You have translated the novel “Lote” by Shola by Reinhold from English. It deals with the young black mentally worker Mathilda Adamarola and the historic black poet Hermia third. The two separate a century, but it also connects a lot, right? Can you briefly introduce us to the protagonists?

Mathilda lives in London’s present, as a marginalized person outside and contrary to the institutions on their own archive searches to their so-called transcinations: queer people from the history with whom she feels such a deep, trans-historical connection that in the best sense you run a shiver over your back. One of these transcinations is Hermia third, a black poet from British modernism. In fact, she didn’t exist, it is a fiction of the novel – but what does that mean? Maybe she or someone like her. The novel asks the question of the forgotten presence of black people and especially artists in Europe in the past centuries. The novel tries to fill the gaps in historiography speculatively, fictional and fragmented.

Interview

Lisa Jay Jeschke is a translator from the English and poet and lives after a long stay in Great Britain in Munich. Jeschke is interested in poetry as a subculture, language work and place that is open to everyone who needs a break. Last poetry publication: (Critical Documents, London 2024).

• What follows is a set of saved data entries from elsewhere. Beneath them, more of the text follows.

use time::format_description;
use time::format_description::well_known::Rfc3339;
use time::{Date, OffsetDateTime, PrimitiveDateTime, UtcOffset};

use crate::domain::ValidationWarning;

#[derive(Debug, Clone, PartialEq, Eq)]
pub struct NormalizedTimestamp {
    /// Canonical RFC3339 UTC string, if deterministically parseable.
    pub canonical_rfc3339_utc: Option<String>,
    /// Raw input preserved for non-RFC3339 (or unparseable) inputs.
    pub raw: Option<String>,
}

fn canonicalize_rfc3339_utc(dt: OffsetDateTime) -> Option<String> {
    dt.to_offset(UtcOffset::UTC).format(&Rfc3339).ok()
}

fn parse_primitive_assume_utc(
    raw: &str,
    fmt: &str,
    field: &str,
    warnings: &mut Vec<ValidationWarning>,
) -> Option<String> {
    let items = match format_description::parse(fmt) {
        Ok(i) => i,
        Err(e) => {
            warnings.push(
                ValidationWarning::new(
                    "INGEST_TS_FORMAT_CONFIG_FAILED",
                    format!("Timestamp format config error for {field}"),
                )
                .with_details(format!("fmt={fmt}; err={e}")),
            );
            return None;
        }
    };

    let pdt = PrimitiveDateTime::parse(raw, &items).ok()?;

    // This format carries no timezone. We assume UTC deterministically but MUST warn explicitly.
    warnings.push(
        ValidationWarning::new(
            "INGEST_TS_TZ_ASSUMED_UTC",
            format!("Assumed UTC timezone for {field}"),
        )
        .with_details(format!("value={raw}; fmt={fmt}")),
    );

    canonicalize_rfc3339_utc(pdt.assume_utc())
}

/// Normalize an expiry (or other) timestamp into canonical RFC3339 UTC while
/// preserving raw inputs.
///
/// Contract:
/// - RFC3339 input: canonical stored, `raw=None`.
/// - Deterministic allowlisted forms without a timezone (`YYYY-MM-DD`,
///   `YYYY-MM-DD HH:MM[:SS]`, and the `T`-separated variants): canonicalized
///   assuming UTC, raw preserved, explicit warnings emitted.
/// - Anything else: canonical stays `None`, raw preserved, explicit warning.
pub fn normalize_timestamp(
    field: &str,
    raw_input: &str,
    warnings: &mut Vec<ValidationWarning>,
) -> NormalizedTimestamp {
    let trimmed = raw_input.trim();
    if trimmed.is_empty() {
        return NormalizedTimestamp {
            canonical_rfc3339_utc: None,
            raw: None,
        };
    }

    if let Ok(dt) = OffsetDateTime::parse(trimmed, &Rfc3339) {
        return NormalizedTimestamp {
            canonical_rfc3339_utc: canonicalize_rfc3339_utc(dt),
            raw: None,
        };
    }

    // Bare dates are common in license exports; treat them as midnight UTC.
    if let Some(date) = parse_iso_date(trimmed) {
        let canon = canonicalize_rfc3339_utc(date.midnight().assume_utc());
        if let Some(canon) = canon {
            warnings.push(
                ValidationWarning::new(
                    "INGEST_TS_DATE_ONLY",
                    format!("Date-only value for {field}; canonicalized as midnight UTC"),
                )
                .with_details(format!("raw={trimmed}; canonical={canon}")),
            );
            return NormalizedTimestamp {
                canonical_rfc3339_utc: Some(canon),
                raw: Some(trimmed.to_string()),
            };
        }
    }

    for fmt in [
        "[year]-[month]-[day] [hour]:[minute]:[second]",
        "[year]-[month]-[day] [hour]:[minute]",
        "[year]-[month]-[day]T[hour]:[minute]:[second]",
        "[year]-[month]-[day]T[hour]:[minute]",
    ] {
        if let Some(canon) = parse_primitive_assume_utc(trimmed, fmt, field, warnings) {
            warnings.push(
                ValidationWarning::new(
                    "INGEST_TS_NORMALIZED",
                    format!("Normalized non-RFC3339 timestamp for {field}"),
                )
                .with_details(format!("raw={trimmed}; canonical={canon}")),
            );
            return NormalizedTimestamp {
                canonical_rfc3339_utc: Some(canon),
                raw: Some(trimmed.to_string()),
            };
        }
    }

    warnings.push(
        ValidationWarning::new(
            "INGEST_TS_UNPARSEABLE",
            format!("Unparseable timestamp for {field}; preserved raw"),
        )
        .with_details(format!("raw={trimmed}")),
    );

    NormalizedTimestamp {
        canonical_rfc3339_utc: None,
        raw: Some(trimmed.to_string()),
    }
}

/// Parse a `YYYY-MM-DD` calendar date. Returns `None` for anything else; no
/// fuzzy parsing.
pub fn parse_iso_date(raw: &str) -> Option<Date> {
    let items = format_description::parse("[year]-[month]-[day]").ok()?;
    Date::parse(raw.trim(), &items).ok()
}

/// Format a calendar date as `YYYY-MM-DD`.
pub fn format_iso_date(date: Date) -> String {
    // The format description is static; parse failure here would be a bug in
    // the literal, so fall back to Display ordering which is also ISO-like.
    match format_description::parse("[year]-[month]-[day]") {
        Ok(items) => date.format(&items).unwrap_or_else(|_| date.to_string()),
        Err(_) => date.to_string(),
    }
}

#[cfg(test)]
mod tests {
    use super::*;
    use pretty_assertions::assert_eq;
    use time::Month;

    #[test]
    fn rfc3339_input_is_canonical_without_raw() {
        let mut warnings = Vec::new();
        let n = normalize_timestamp("expires_at", "2026-03-01T12:30:00+02:00", &mut warnings);
        assert_eq!(
            n.canonical_rfc3339_utc.as_deref(),
            Some("2026-03-01T10:30:00Z")
        );
        assert_eq!(n.raw, None);
        assert!(warnings.is_empty());
    }

    #[test]
    fn date_only_input_becomes_midnight_utc_with_warning() {
        let mut warnings = Vec::new();
        let n = normalize_timestamp("expires_at", "2026-03-01", &mut warnings);
        assert_eq!(
            n.canonical_rfc3339_utc.as_deref(),
            Some("2026-03-01T00:00:00Z")
        );
        assert_eq!(n.raw.as_deref(), Some("2026-03-01"));
        assert_eq!(warnings.len(), 1);
        assert_eq!(warnings[0].code, "INGEST_TS_DATE_ONLY");
    }

    #[test]
    fn unparseable_input_preserves_raw_only() {
        let mut warnings = Vec::new();
        let n = normalize_timestamp("expires_at", "next spring", &mut warnings);
        assert_eq!(n.canonical_rfc3339_utc, None);
        assert_eq!(n.raw.as_deref(), Some("next spring"));
        assert!(warnings.iter().any(|w| w.code == "INGEST_TS_UNPARSEABLE"));
    }

    #[test]
    fn iso_date_round_trip() {
        let d = parse_iso_date("2026-02-07").expect("parse");
        assert_eq!(d.year(), 2026);
        assert_eq!(d.month(), Month::February);
        assert_eq!(d.day(), 7);
        assert_eq!(format_iso_date(d), "2026-02-07");
        assert_eq!(parse_iso_date("07/02/2026"), None);
    }
}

Now Mathilda is not made her work easy: Right at the beginning of the book, the gatekeeper does not want to let her in the archive – her workplace – because in his opinion it does not look like someone who belongs in such a place. It seems too eccentric in its appearance. What role do eccentric appearance, eccentric clothing in the novel?

A big role! Mathilda and Hermia dress eccentric. And again and again it is pointed out that this is a transgression that black people are not actually allowed. In order to say it: What is “eccentric” for the white aristocracy is quickly devalued in black people as “madness”. Even in an expanded sense, detailed and indulgent descriptions of fashion, hairstyles, interior lining, architecture are important for the novel. Because the western history of the intellectual history of Plato to Hegel to the modernism of Adolf Loos has repeatedly seen ornament, excess and play as a mere decoration and also associated and devalued Misogyn with femininity. On the other hand, the novel sets a celebration of the surface, also of beauty and luxury – a recovery from a precarious position.

To stay with the description art you mentioned: You write poetry in German and in English and have experience in translating poems. What are the challenges for you when translating “Lote”? Did you get in touch with the author?

First of all, there are relatively many overlaps between our interests, in how feminism can also be articulated about the form, on writing from a trans position, perhaps on a trans-aesthetic anti-capitalism, and must imported, we are both fans of queer British modernisms! On the other hand, it was good again that we were writing in different genres, I couldn’t just put my letter over it, but I had tackled the matter with respect for the distances between us. This also affects the fact that I am not a person of color. So such a careful navigation between closeness and distance and then also between autonomy – intended as trust – and translation as a collective work. I was in contact with Shola and in the end we exchanged ourselves for some questions. Likewise, the cooperation with my editor Utku Mogultay and the publisher was important. As a Pollesch-Echo: Yes, nobody works alone!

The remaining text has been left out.